Structural characterization and duplication modes of pseudogenes in plants

We identified and characterized the pseudogene complements of five plant species: four dicots (Arabidopsis thaliana, Vitis vinifera, Populus trichocarpa and Phaseolus vulgaris) and one monocot (Oryza sativa). Retroposition was considered of modest importance for pseudogene formation in all investigated species except V. vinifera, which showed an unusually high number of retro-pseudogenes in non coding genic regions. By using a pipeline for the classification of sequence duplicates in plant genomes, we compared the relative importance of whole genome, tandem, proximal, transposed and dispersed duplication modes in the pseudo and functional gene complements. Pseudogenes showed higher tendencies than functional genes to genomic dispersion. Dispersed pseudogenes were prevalently fragmented and showed high sequence divergence at flanking regions. On the contrary, those deriving from whole genome duplication were proportionally less than expected based on observations on functional loci and showed higher levels of flanking sequence conservation than dispersed pseudogenes.
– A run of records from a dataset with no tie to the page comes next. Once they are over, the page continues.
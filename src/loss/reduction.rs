use ndarray::{Array1, ArrayD, ArrayView1, ArrayViewD, Axis};

use crate::error::{LossError, Result};

/// Arithmetic mean over every unit. Never a sum: the scale of the loss does
/// not depend on image or batch size.
pub fn flat_mean(per_unit: ArrayViewD<'_, f64>) -> Result<f64> {
    per_unit
        .mean()
        .ok_or_else(|| LossError::ShapeMismatch("cannot average an empty loss tensor".into()))
}

/// Mean of each group of `units_per_group` consecutive units.
pub fn per_image_means(per_unit: ArrayView1<'_, f64>, groups: usize, units_per_group: usize) -> Result<Array1<f64>> {
    if groups * units_per_group != per_unit.len() || units_per_group == 0 {
        return Err(LossError::ShapeMismatch(format!(
            "{} unit losses cannot be split into {groups} groups of {units_per_group}",
            per_unit.len()
        )));
    }
    let grid = per_unit.into_shape((groups, units_per_group))?;
    grid.mean_axis(Axis(1))
        .ok_or_else(|| LossError::ShapeMismatch("no units per image".into()))
}

/// Mean over per-image means. Equals `flat_mean` when all images have the
/// same number of units.
pub fn batch_mean(per_image: ArrayView1<'_, f64>) -> Result<f64> {
    per_image
        .mean()
        .ok_or_else(|| LossError::ShapeMismatch("batch holds no images".into()))
}

/// Flat mean over images of different sizes.
///
/// This is the canonical reduction for ragged batches: every unit weighs the
/// same, whatever the size of the image it came from.
pub fn ragged_mean(images: &[ArrayD<f64>]) -> Result<f64> {
    let units: usize = images.iter().map(|img| img.len()).sum();
    if units == 0 {
        return Err(LossError::ShapeMismatch("ragged batch holds no units".into()));
    }
    let total: f64 = images.iter().map(|img| img.sum()).sum();
    Ok(total / units as f64)
}

/// Mean of per-image means over a ragged batch. Small images weigh as much
/// as large ones, so this differs from `ragged_mean`; kept for comparison.
pub fn mean_of_means(images: &[ArrayD<f64>]) -> Result<f64> {
    let means = images
        .iter()
        .map(|img| flat_mean(img.view()))
        .collect::<Result<Array1<f64>>>()?;
    batch_mean(means.view())
}

/// Share of the summed loss carried by each unit; all zeros when the sum is 0.
pub fn contributions(per_unit: ArrayViewD<'_, f64>) -> ArrayD<f64> {
    let total = per_unit.sum();
    if total == 0.0 {
        return ArrayD::zeros(per_unit.raw_dim());
    }
    per_unit.mapv(|l| l / total)
}

#[cfg(test)]
mod tests {
    use super::*;
    use ndarray::array;

    #[test]
    fn nested_mean_equals_flat_mean_for_equal_images() {
        let per_unit = array![1.0, 2.0, 3.0, 4.0, 10.0, 0.0];
        let per_image = per_image_means(per_unit.view(), 2, 3).unwrap();
        assert_eq!(per_image, array![2.0, 14.0 / 3.0]);
        let nested = batch_mean(per_image.view()).unwrap();
        let flat = flat_mean(per_unit.view().into_dyn()).unwrap();
        assert!((nested - flat).abs() < 1e-12);
    }

    #[test]
    fn ragged_batches_use_the_flat_mean() {
        let images = vec![array![1.0].into_dyn(), array![3.0, 3.0, 3.0].into_dyn()];
        assert_eq!(ragged_mean(&images).unwrap(), 2.5);
        assert_eq!(mean_of_means(&images).unwrap(), 2.0);
        assert!(ragged_mean(&[]).is_err());
    }

    #[test]
    fn bad_grouping_is_rejected() {
        let per_unit = array![1.0, 2.0, 3.0];
        assert!(matches!(per_image_means(per_unit.view(), 2, 2), Err(LossError::ShapeMismatch(_))));
        assert!(flat_mean(ArrayD::<f64>::zeros(ndarray::IxDyn(&[0])).view()).is_err());
    }

    #[test]
    fn contributions_sum_to_one() {
        let shares = contributions(array![1.0, 3.0].into_dyn().view());
        assert_eq!(shares, array![0.25, 0.75].into_dyn());
        let none = contributions(array![0.0, 0.0].into_dyn().view());
        assert_eq!(none.sum(), 0.0);
    }
}
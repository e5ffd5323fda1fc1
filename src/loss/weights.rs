use ndarray::{Array1, ArrayView1};

use crate::error::{LossError, Result};

/// Per-class multiplicative weights, indexed by class id.
///
/// Weights need not sum to 1. Each unit's loss is scaled by the weight of
/// its *true* class, looked up by index.
#[derive(Debug, Clone, PartialEq)]
pub struct ClassWeights {
    weights: Vec<f64>,
}

impl ClassWeights {
    pub fn new(weights: Vec<f64>) -> Result<ClassWeights> {
        if let Some((class, w)) = weights.iter().enumerate().find(|(_, w)| !w.is_finite() || **w < 0.0) {
            return Err(LossError::InvalidConfig(format!(
                "class weight {w} for class {class} must be finite and >= 0"
            )));
        }
        Ok(ClassWeights { weights })
    }

    /// Fails unless there is exactly one weight per class.
    pub fn check_classes(&self, classes: usize) -> Result<()> {
        if self.weights.len() != classes {
            return Err(LossError::InvalidConfig(format!(
                "{} class weights given for {classes} classes",
                self.weights.len()
            )));
        }
        Ok(())
    }

    /// Weight of each unit's true class. Callers run `check_classes` first,
    /// so every id indexes a weight.
    pub(crate) fn lookup(&self, true_classes: ArrayView1<'_, usize>) -> Array1<f64> {
        true_classes.mapv(|class| self.weights[class])
    }

    /// Scales every unit's loss by its true-class weight.
    pub(crate) fn apply(&self, losses: &mut Array1<f64>, true_classes: ArrayView1<'_, usize>) {
        *losses *= &self.lookup(true_classes);
    }
}
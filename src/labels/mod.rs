pub mod encoder;

pub use encoder::{decode, decode_target, encode, encode_target, validate_one_hot, Target};
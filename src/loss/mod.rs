pub mod cross_entropy;
pub mod evaluator;
pub mod focal;
pub mod loss_type;
pub mod reduction;
pub mod weights;

use ndarray::{Array1, ArrayView1, ArrayView2, Axis};

use crate::error::Result;
use crate::labels::encoder::Target;
use crate::math::prediction::Prediction;

pub use cross_entropy::CrossEntropyLoss;
pub use evaluator::{LossEvaluator, LossReport};
pub use focal::FocalLoss;
pub use loss_type::{FocalVariant, LossType};
pub use weights::ClassWeights;

/// A loss computed independently for every unit from its probability row
/// and true class. Weighting and reduction happen afterwards.
pub trait UnitLoss {
    fn unit_loss(&self, probs: ArrayView1<'_, f64>, class: usize) -> f64;

    /// Applies `unit_loss` to every row of a `[units, classes]` matrix.
    fn unit_losses(&self, probs: ArrayView2<'_, f64>, classes: ArrayView1<'_, usize>) -> Array1<f64> {
        probs
            .axis_iter(Axis(0))
            .zip(classes.iter())
            .map(|(row, &class)| self.unit_loss(row, class))
            .collect()
    }
}

/// Mean cross-entropy over every unit, optionally weighted by true class.
pub fn cross_entropy_loss(prediction: &Prediction, target: &Target, class_weights: Option<&[f64]>) -> Result<f64> {
    LossEvaluator::new(LossType::CrossEntropy, class_weights.map(<[f64]>::to_vec))?
        .evaluate(prediction, target)
}

/// Mean focal loss over every unit, optionally weighted by true class.
pub fn focal_loss(
    prediction: &Prediction,
    target: &Target,
    gamma: f64,
    class_weights: Option<&[f64]>,
    variant: FocalVariant,
) -> Result<f64> {
    LossEvaluator::new(LossType::Focal { gamma, variant }, class_weights.map(<[f64]>::to_vec))?
        .evaluate(prediction, target)
}
pub mod batch;

pub use batch::{BatchFile, TargetFile};
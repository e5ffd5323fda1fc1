pub mod loss_config;

pub use loss_config::LossConfig;
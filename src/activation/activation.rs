use ndarray::{Array2, ArrayViewMut1, Axis};
use serde::{Deserialize, Serialize};

use crate::error::{LossError, Result};

/// Probabilities exactly equal to zero are replaced by this value before a
/// logarithm is taken. Only zeros are touched; no additive smoothing.
pub const PROB_FLOOR: f64 = 1e-8;

/// Per-class slack allowed when checking that a caller's probability row
/// sums to 1.
pub const ROW_SUM_TOLERANCE: f64 = 1e-6;

/// How the caller's prediction values are to be read.
#[derive(Debug, Clone, Copy, PartialEq, Eq, Default, Serialize, Deserialize)]
#[serde(rename_all = "snake_case")]
pub enum Scores {
    /// Raw scores; normalized with sigmoid (one channel) or softmax.
    Logits,
    /// Already in `[0, 1]`, each multi-class row summing to 1; used as-is.
    #[default]
    Probabilities,
}

/// The normalization applied along the class axis of a unit row.
#[derive(Debug, Clone, Copy, PartialEq, Eq, Serialize, Deserialize)]
pub enum ActivationFunction {
    /// Single-channel logits: `[1 - σ(x), σ(x)]`.
    Sigmoid,
    /// Multi-channel logits, max-shifted before exponentiating.
    Softmax,
    /// Probabilities passed through (a single channel still expands to `[1 - p, p]`).
    Identity,
}

impl ActivationFunction {
    pub fn for_scores(scores: Scores, channels: usize) -> ActivationFunction {
        match (scores, channels) {
            (Scores::Probabilities, _) => ActivationFunction::Identity,
            (Scores::Logits, 1) => ActivationFunction::Sigmoid,
            (Scores::Logits, _) => ActivationFunction::Softmax,
        }
    }

    /// Turns `[U, channels]` rows into `[U, classes]` probability rows.
    ///
    /// Every value is validated before any of them is transformed. A single
    /// channel always comes back as two columns (negative, positive).
    pub fn normalize(&self, mut rows: Array2<f64>) -> Result<Array2<f64>> {
        match self {
            ActivationFunction::Identity => {
                if let Some(bad) = rows.iter().find(|p| !(0.0..=1.0).contains(*p)) {
                    return Err(LossError::InvalidPrediction(format!(
                        "probability {bad} is outside [0, 1]"
                    )));
                }
                let classes = rows.ncols();
                if classes > 1 {
                    let tolerance = ROW_SUM_TOLERANCE * classes as f64;
                    for (unit, row) in rows.axis_iter(Axis(0)).enumerate() {
                        let sum = row.sum();
                        if (sum - 1.0).abs() > tolerance {
                            return Err(LossError::InvalidPrediction(format!(
                                "probabilities of unit {unit} sum to {sum}, not 1"
                            )));
                        }
                    }
                }
                if classes == 1 {
                    Ok(Array2::from_shape_fn((rows.nrows(), 2), |(i, j)| {
                        let p = rows[[i, 0]];
                        if j == 1 { p } else { 1.0 - p }
                    }))
                } else {
                    Ok(rows)
                }
            }
            ActivationFunction::Sigmoid | ActivationFunction::Softmax => {
                if let Some(bad) = rows.iter().find(|x| !x.is_finite()) {
                    return Err(LossError::InvalidPrediction(format!("logit {bad} is not finite")));
                }
                if *self == ActivationFunction::Sigmoid {
                    // σ(-x) instead of 1 - σ(x) keeps the small side exact.
                    Ok(Array2::from_shape_fn((rows.nrows(), 2), |(i, j)| {
                        let x = rows[[i, 0]];
                        if j == 1 { sigmoid(x) } else { sigmoid(-x) }
                    }))
                } else {
                    for row in rows.axis_iter_mut(Axis(0)) {
                        softmax_in_place(row);
                    }
                    Ok(rows)
                }
            }
        }
    }
}

/// Logistic function, split by sign so `exp` never overflows.
pub fn sigmoid(x: f64) -> f64 {
    if x >= 0.0 {
        1.0 / (1.0 + (-x).exp())
    } else {
        let e = x.exp();
        e / (1.0 + e)
    }
}

/// Numerically stable softmax over one unit row.
pub fn softmax_in_place(mut row: ArrayViewMut1<'_, f64>) {
    let max = row.fold(f64::NEG_INFINITY, |m, &x| m.max(x));
    row.mapv_inplace(|x| (x - max).exp());
    let sum = row.sum();
    row.mapv_inplace(|x| x / sum);
}

/// Replaces an exact zero with `PROB_FLOOR`.
pub fn floor_zero(p: f64) -> f64 {
    if p == 0.0 { PROB_FLOOR } else { p }
}

#[cfg(test)]
mod tests {
    use super::*;
    use ndarray::array;

    #[test]
    fn sigmoid_is_symmetric_and_saturates_without_overflow() {
        assert!((sigmoid(0.0) - 0.5).abs() < 1e-12);
        assert!((sigmoid(2.0) + sigmoid(-2.0) - 1.0).abs() < 1e-12);
        assert_eq!(sigmoid(1000.0), 1.0);
        assert!(sigmoid(-1000.0) >= 0.0);
        assert!(sigmoid(-1000.0).is_finite());
    }

    #[test]
    fn softmax_rows_sum_to_one_for_huge_logits() {
        let rows = array![[1000.0, 1001.0, 1002.0], [-5.0, 0.0, 5.0]];
        let probs = ActivationFunction::Softmax.normalize(rows).unwrap();
        for row in probs.rows() {
            assert!(row.iter().all(|p| p.is_finite() && (0.0..=1.0).contains(p)));
            assert!((row.sum() - 1.0).abs() < 1e-12);
        }
        // Shift invariance: the first row equals softmax([0, 1, 2]).
        let reference = ActivationFunction::Softmax.normalize(array![[0.0, 1.0, 2.0]]).unwrap();
        for (a, b) in probs.row(0).iter().zip(reference.row(0).iter()) {
            assert!((a - b).abs() < 1e-12);
        }
    }

    #[test]
    fn single_channel_expands_to_complement_pair() {
        let probs = ActivationFunction::Identity.normalize(array![[0.9], [0.25]]).unwrap();
        assert_eq!(probs.dim(), (2, 2));
        assert!((probs[[0, 0]] - 0.1).abs() < 1e-12);
        assert_eq!(probs[[0, 1]], 0.9);
        assert_eq!(probs[[1, 0]], 0.75);

        let logits = ActivationFunction::Sigmoid.normalize(array![[0.0], [3.0]]).unwrap();
        assert!((logits[[0, 1]] - 0.5).abs() < 1e-12);
        assert!((logits[[1, 0]] + logits[[1, 1]] - 1.0).abs() < 1e-12);
    }

    #[test]
    fn picks_activation_from_scores_and_channels() {
        assert_eq!(ActivationFunction::for_scores(Scores::Logits, 1), ActivationFunction::Sigmoid);
        assert_eq!(ActivationFunction::for_scores(Scores::Logits, 4), ActivationFunction::Softmax);
        assert_eq!(ActivationFunction::for_scores(Scores::Probabilities, 1), ActivationFunction::Identity);
    }

    #[test]
    fn rejects_out_of_range_values() {
        let err = ActivationFunction::Identity.normalize(array![[0.5, 1.5]]).unwrap_err();
        assert!(matches!(err, LossError::InvalidPrediction(_)));
        let err = ActivationFunction::Softmax.normalize(array![[f64::NAN, 0.0]]).unwrap_err();
        assert!(matches!(err, LossError::InvalidPrediction(_)));
    }

    #[test]
    fn probability_rows_must_sum_to_one() {
        for bad in [array![[0.9, 0.9, 0.9]], array![[0.0, 0.0, 0.0]], array![[0.2, 0.3, 0.5], [0.5, 0.4, 0.0]]] {
            let err = ActivationFunction::Identity.normalize(bad.clone()).unwrap_err();
            assert!(matches!(err, LossError::InvalidPrediction(_)), "{bad}");
        }
        // Rounding well inside the tolerance is accepted untouched.
        let rows = array![[1.0 / 3.0, 1.0 / 3.0, 1.0 / 3.0], [0.1, 0.2, 0.7 + 1e-7]];
        assert_eq!(ActivationFunction::Identity.normalize(rows.clone()).unwrap(), rows);
    }

    #[test]
    fn floor_only_touches_zero() {
        assert_eq!(floor_zero(0.0), PROB_FLOOR);
        assert_eq!(floor_zero(0.3), 0.3);
        assert_eq!(floor_zero(1e-12), 1e-12);
    }
}
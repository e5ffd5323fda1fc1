use ndarray::{Array2, ArrayD, ArrayViewD, IxDyn};
use serde::{Deserialize, Serialize};

use crate::error::{LossError, Result};

/// Where the class axis sits in a prediction tensor, and what a "unit" is.
///
/// - `Examples` — `[N]` (binary, one score per example) or `[N, C]`
/// - `Image`    — `[C, H, W]`, one unit per pixel
/// - `Batch`    — `[B, C, H, W]`, one unit per pixel of every image
///
/// Every loss in this crate works on *unit rows*: a `[U, C]` matrix holding
/// one class vector per unit. `unit_rows` and `from_rows` move between the
/// caller's layout and that matrix.
#[derive(Debug, Clone, Copy, PartialEq, Eq, Serialize, Deserialize)]
#[serde(rename_all = "snake_case")]
pub enum Layout {
    Examples,
    Image,
    Batch,
}

impl Layout {
    /// Picks the layout conventionally used for a tensor of the given rank.
    pub fn infer(rank: usize) -> Result<Layout> {
        match rank {
            1 | 2 => Ok(Layout::Examples),
            3 => Ok(Layout::Image),
            4 => Ok(Layout::Batch),
            _ => Err(LossError::ShapeMismatch(format!(
                "cannot infer a layout for a rank-{rank} tensor (expected rank 1 to 4)"
            ))),
        }
    }

    pub fn check_rank(&self, rank: usize) -> Result<()> {
        let ok = match self {
            Layout::Examples => rank == 1 || rank == 2,
            Layout::Image => rank == 3,
            Layout::Batch => rank == 4,
        };
        if ok {
            Ok(())
        } else {
            Err(LossError::ShapeMismatch(format!(
                "{self:?} layout does not accept a rank-{rank} tensor"
            )))
        }
    }

    /// Class axis of a full-rank tensor in this layout. `None` for a rank-1
    /// `[N]` binary prediction, which has no explicit class axis.
    pub fn class_axis(&self, rank: usize) -> Option<usize> {
        match (self, rank) {
            (Layout::Examples, 1) => None,
            (Layout::Examples, _) => Some(1),
            (Layout::Image, _) => Some(0),
            (Layout::Batch, _) => Some(1),
        }
    }

    /// Shape of `shape` with its class axis removed.
    pub fn unit_shape(&self, shape: &[usize]) -> Result<Vec<usize>> {
        self.check_rank(shape.len())?;
        let mut units = shape.to_vec();
        if let Some(axis) = self.class_axis(shape.len()) {
            units.remove(axis);
        }
        Ok(units)
    }

    /// Full shape (class axis included) for the given unit shape.
    pub fn with_classes(&self, unit_shape: &[usize], classes: usize) -> Vec<usize> {
        let axis = match self {
            Layout::Examples => 1,
            Layout::Image => 0,
            Layout::Batch => 1,
        };
        let mut shape = unit_shape.to_vec();
        shape.insert(axis.min(shape.len()), classes);
        shape
    }

    /// Splits the units into `(groups, units_per_group)`.
    ///
    /// An image is one group; every example is its own group of one.
    pub fn groups(&self, unit_shape: &[usize]) -> (usize, usize) {
        let total: usize = unit_shape.iter().product();
        match self {
            Layout::Examples => (total, 1),
            Layout::Image => (1, total),
            Layout::Batch => {
                let images = unit_shape.first().copied().unwrap_or(0);
                let per_image: usize = unit_shape.iter().skip(1).product();
                (images, per_image)
            }
        }
    }

    /// Axis order that moves the class axis last.
    fn class_last(&self, rank: usize) -> Vec<usize> {
        match (self, rank) {
            (Layout::Image, _) => vec![1, 2, 0],
            (Layout::Batch, _) => vec![0, 2, 3, 1],
            _ => (0..rank).collect(),
        }
    }

    /// Inverse of `class_last`, applied to a tensor whose class axis is last.
    fn class_back(&self, rank: usize) -> Vec<usize> {
        match (self, rank) {
            (Layout::Image, _) => vec![2, 0, 1],
            (Layout::Batch, _) => vec![0, 3, 1, 2],
            _ => (0..rank).collect(),
        }
    }

    /// Flattens a tensor in this layout into `[units, classes]`, units in
    /// row-major order of the unit shape (image-major for `Batch`).
    pub fn unit_rows<A: Clone>(&self, values: ArrayViewD<'_, A>) -> Result<Array2<A>> {
        let rank = values.ndim();
        self.check_rank(rank)?;

        let channels = match self.class_axis(rank) {
            Some(axis) => values.shape()[axis],
            None => 1,
        };
        if channels == 0 {
            return Err(LossError::ShapeMismatch("class axis has length 0".into()));
        }
        let units = values.len() / channels;

        let moved = values.permuted_axes(self.class_last(rank).as_slice());
        let rows = moved
            .as_standard_layout()
            .into_owned()
            .into_shape((units, channels))?;
        Ok(rows)
    }

    /// Rebuilds a tensor in this layout from `[units, classes]` rows.
    pub fn from_rows<A: Clone>(&self, rows: Array2<A>, unit_shape: &[usize]) -> Result<ArrayD<A>> {
        let classes = rows.ncols();
        let mut class_last = unit_shape.to_vec();
        class_last.push(classes);
        let rank = class_last.len();
        self.check_rank(rank)?;

        let stacked = rows.into_shape(IxDyn(&class_last))?;
        let restored = stacked.permuted_axes(self.class_back(rank).as_slice());
        Ok(restored.as_standard_layout().into_owned())
    }
}
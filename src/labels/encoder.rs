use ndarray::{Array1, Array2, ArrayD, ArrayView1, ArrayView2, Axis, IxDyn};

use crate::error::{LossError, Result};
use crate::math::layout::Layout;

/// Ground truth for a prediction.
///
/// - `Indices` — one class id per unit; shape = prediction shape minus the
///   class axis.
/// - `OneHot`  — prediction shape with a class axis of length `classes`
///   (length 2 for binary predictions), exactly one `1` per unit.
#[derive(Debug, Clone, PartialEq)]
pub enum Target {
    Indices(ArrayD<usize>),
    OneHot(ArrayD<f64>),
}

impl Target {
    pub fn indices(values: ArrayD<usize>) -> Target {
        Target::Indices(values)
    }

    pub fn one_hot(values: ArrayD<f64>) -> Target {
        Target::OneHot(values)
    }

    /// Validates the target against the prediction's unit shape and class
    /// count, and returns the true class of every unit in unit-row order.
    pub fn true_classes(&self, layout: Layout, unit_shape: &[usize], classes: usize) -> Result<Array1<usize>> {
        match self {
            Target::Indices(ids) => {
                if ids.shape() != unit_shape {
                    return Err(LossError::ShapeMismatch(format!(
                        "index target has shape {:?}, prediction units are {:?}",
                        ids.shape(),
                        unit_shape
                    )));
                }
                let flat: Array1<usize> = ids.iter().copied().collect();
                check_range(flat.view(), classes)?;
                Ok(flat)
            }
            Target::OneHot(hot) => {
                let expected = layout.with_classes(unit_shape, classes);
                if hot.shape() != expected.as_slice() {
                    return Err(LossError::ShapeMismatch(format!(
                        "one-hot target has shape {:?}, expected {:?}",
                        hot.shape(),
                        expected
                    )));
                }
                let rows = layout.unit_rows(hot.view())?;
                validate_one_hot(rows.view())
            }
        }
    }
}

fn check_range(ids: ArrayView1<'_, usize>, classes: usize) -> Result<()> {
    match ids.iter().enumerate().find(|(_, id)| **id >= classes) {
        Some((unit, id)) => Err(LossError::InvalidLabel(format!(
            "unit {unit} has class {id}, outside [0, {}]",
            classes.saturating_sub(1)
        ))),
        None => Ok(()),
    }
}

/// One-hot encodes a class id per unit into `[units, classes]` rows.
pub fn encode(ids: ArrayView1<'_, usize>, classes: usize) -> Result<Array2<f64>> {
    check_range(ids, classes)?;
    let mut rows = Array2::zeros((ids.len(), classes));
    for (mut row, &id) in rows.axis_iter_mut(Axis(0)).zip(ids.iter()) {
        row[id] = 1.0;
    }
    Ok(rows)
}

/// Argmax along the class axis of each row; the first maximum wins.
pub fn decode(rows: ArrayView2<'_, f64>) -> Array1<usize> {
    rows.axis_iter(Axis(0))
        .map(|row| {
            row.iter()
                .enumerate()
                .fold((0, f64::NEG_INFINITY), |(best, max), (i, &v)| {
                    if v > max { (i, v) } else { (best, max) }
                })
                .0
        })
        .collect()
}

/// Checks that every row is exactly one `1` with `0` elsewhere and returns
/// the position of the `1`.
pub fn validate_one_hot(rows: ArrayView2<'_, f64>) -> Result<Array1<usize>> {
    let mut ids = Array1::zeros(rows.nrows());
    for (unit, row) in rows.axis_iter(Axis(0)).enumerate() {
        let mut hot = None;
        for (class, &v) in row.iter().enumerate() {
            if v == 1.0 && hot.is_none() {
                hot = Some(class);
            } else if v != 0.0 {
                return Err(LossError::InvalidLabel(format!(
                    "one-hot row for unit {unit} is not a single 1 among 0s: {row}"
                )));
            }
        }
        ids[unit] = hot.ok_or_else(|| {
            LossError::InvalidLabel(format!("one-hot row for unit {unit} has no 1"))
        })?;
    }
    Ok(ids)
}

/// Encodes an index target into a one-hot tensor in `layout`.
pub fn encode_target(ids: &ArrayD<usize>, layout: Layout, classes: usize) -> Result<ArrayD<f64>> {
    let flat: Array1<usize> = ids.iter().copied().collect();
    let rows = encode(flat.view(), classes)?;
    layout.from_rows(rows, ids.shape())
}

/// Argmax-decodes a one-hot (or probability) tensor in `layout` back to
/// class ids shaped like the units.
pub fn decode_target(hot: &ArrayD<f64>, layout: Layout) -> Result<ArrayD<usize>> {
    let unit_shape = layout.unit_shape(hot.shape())?;
    let rows = layout.unit_rows(hot.view())?;
    Ok(decode(rows.view()).into_shape(IxDyn(&unit_shape))?)
}
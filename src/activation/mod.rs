pub mod activation;

pub use activation::{floor_zero, sigmoid, ActivationFunction, Scores, PROB_FLOOR, ROW_SUM_TOLERANCE};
Pseudogenes deriving from tandem and proximal duplications were in excess compared to functional loci, probably reflecting the high evolutionary rate associated with these duplication modes in plant genomes. These data are compatible with high rates of sequence turnover at neutral sites and double strand break repairs mediated duplication mechanisms.

Automated summary

The study identified and characterized the pseudogene complements of five plant species, with retrotransposition being considered of modest importance for pseudogene formation, except in Vitis vinifera. Pseudogenes showed higher tendencies than functional genes to genomic dispersion, with dispersed pseudogenes being prevalently fragmented and showing high sequence divergence at flanking regions. Pseudogenes deriving from whole genome duplication were proportionally less than expected, while those from tandem and proximal duplications were in excess compared to functional loci, reflecting high evolutionary rates associated with these duplication modes in plant genomes.